Northam, a 1981 VMI alumnus, announced in October that the state would launch a third-party investigation of the Lexington military college’s culture after The Washington Post published a story about a Black student who said he had been threatened with lynching by another student in 2018, among other offenses. The state allocated $1 million for the equity audit, set to start in mid-December. CAI’s suit accuses SCHEV of “arbitrary and capricious” scoring of Barnes & Thornburg’s proposal that indicates “demonstrated bias” in the firm’s favor — information that the agency then tried to keep from CAI by not providing full information on the proposal.
“It is abundantly clear that SCHEV, aided by the [attorney general’s office], governor’s office, and other Virginia government officials and agencies, employed tricks, artifices, outright misrepresentations and intentional omissions to engage in an unlawful scheme to fraudulently conceal from CAI material portions of the procurement record,” the suit alleges.
The suit arrives amid more controversy surrounding the VMI probe. In a progress report issued Feb. 4 by Barnes & Thornburg’s team conducting the equity audit, the state postponed signing the contract by several weeks, delaying the start until Jan. 7, amid VMI’s insistence that its legal counsel, Eckert Seamans Cherin & Mellott, participate in all interviews conducted by the auditors.
“All of this has consumed valuable time that the team could have spent on conducting substantive fact-finding work,” the report says.

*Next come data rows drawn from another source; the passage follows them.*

//! Structured messages carried in text frames.
//!
//! Terminal bytes travel in binary frames and are never inspected. Text frames
//! carry small JSON objects: control envelopes from the client and error
//! notices from the bridge.

use serde::{Deserialize, Serialize};

use crate::error::Result;

/// Path the bridge upgrades to a terminal connection.
pub const TERMINAL_PATH: &str = "/api/terminal/ws";

/// Terminal type exported to the spawned shell.
pub const TERM_TYPE: &str = "xterm-256color";

/// The only control envelope type currently acted upon.
pub const RESIZE_TYPE: &str = "resize";

/// Message sent to the client when the shell cannot be started.
pub const SPAWN_FAILED_MESSAGE: &str = "failed to start terminal";

/// Out-of-band control message sent by the client.
///
/// Unknown `type` values are accepted and ignored, so dimensions default to
/// zero when absent.
#[derive(Debug, Clone, PartialEq, Eq, Serialize, Deserialize)]
pub struct ControlEnvelope {
    /// Envelope discriminator, e.g. `"resize"`.
    #[serde(rename = "type")]
    pub kind: String,
    /// Terminal width in columns.
    #[serde(default)]
    pub cols: u16,
    /// Terminal height in rows.
    #[serde(default)]
    pub rows: u16,
}

impl ControlEnvelope {
    /// Creates a resize envelope.
    pub fn resize(cols: u16, rows: u16) -> Self {
        Self {
            kind: RESIZE_TYPE.to_string(),
            cols,
            rows,
        }
    }

    /// Parses an envelope from JSON text.
    pub fn from_json(text: &str) -> Result<Self> {
        Ok(serde_json::from_str(text)?)
    }

    /// Serializes the envelope to JSON text.
    pub fn to_json(&self) -> Result<String> {
        Ok(serde_json::to_string(self)?)
    }

    /// Interprets the envelope as an actionable control message.
    ///
    /// Returns `None` for unknown types. Resize dimensions are passed through
    /// as given; missing ones read as zero.
    pub fn interpret(&self) -> Option<ControlMessage> {
        if self.kind != RESIZE_TYPE {
            return None;
        }
        Some(ControlMessage::Resize {
            cols: self.cols,
            rows: self.rows,
        })
    }
}

/// A control message the bridge knows how to apply.
#[derive(Debug, Clone, Copy, PartialEq, Eq)]
pub enum ControlMessage {
    /// Change the pseudo-terminal window size.
    Resize { cols: u16, rows: u16 },
}

/// Error notification sent by the bridge before it closes a connection.
#[derive(Debug, Clone, PartialEq, Eq, Serialize, Deserialize)]
pub struct ErrorNotice {
    /// Human-readable reason.
    pub error: String,
}

impl ErrorNotice {
    /// Creates a notice with the given message.
    pub fn new(error: impl Into<String>) -> Self {
        Self {
            error: error.into(),
        }
    }

    /// The notice sent when the shell could not be spawned.
    pub fn spawn_failed() -> Self {
        Self::new(SPAWN_FAILED_MESSAGE)
    }

    /// Parses a notice from JSON text.
    pub fn from_json(text: &str) -> Result<Self> {
        Ok(serde_json::from_str(text)?)
    }

    /// Serializes the notice to JSON text.
    pub fn to_json(&self) -> Result<String> {
        Ok(serde_json::to_string(self)?)
    }
}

In October, VMI’s superintendent, retired Gen. J.H. Binford Peay III, resigned “with deep regret” from the post. His interim replacement, retired U.S. Army Maj. Gen. Cedric T. Wins, a 1985 alumnus, has participated in extensive conversations with state officials and the VMI Board of Visitors, which voted to remove its statue of Confederate Gen. Jonathan “Stonewall” Jackson, who taught at the institute, in December.
On Feb. 11, Wins announced Barnes & Thornburg would begin conducting interviews on post and virtually, as well as sending an anonymous survey to cadets, alumni, faculty and staff members.
SCHEV declined to comment on the suit and confirmed that the case will be handled by the attorney general’s office. Barnes & Thornburg also declined to comment Wednesday.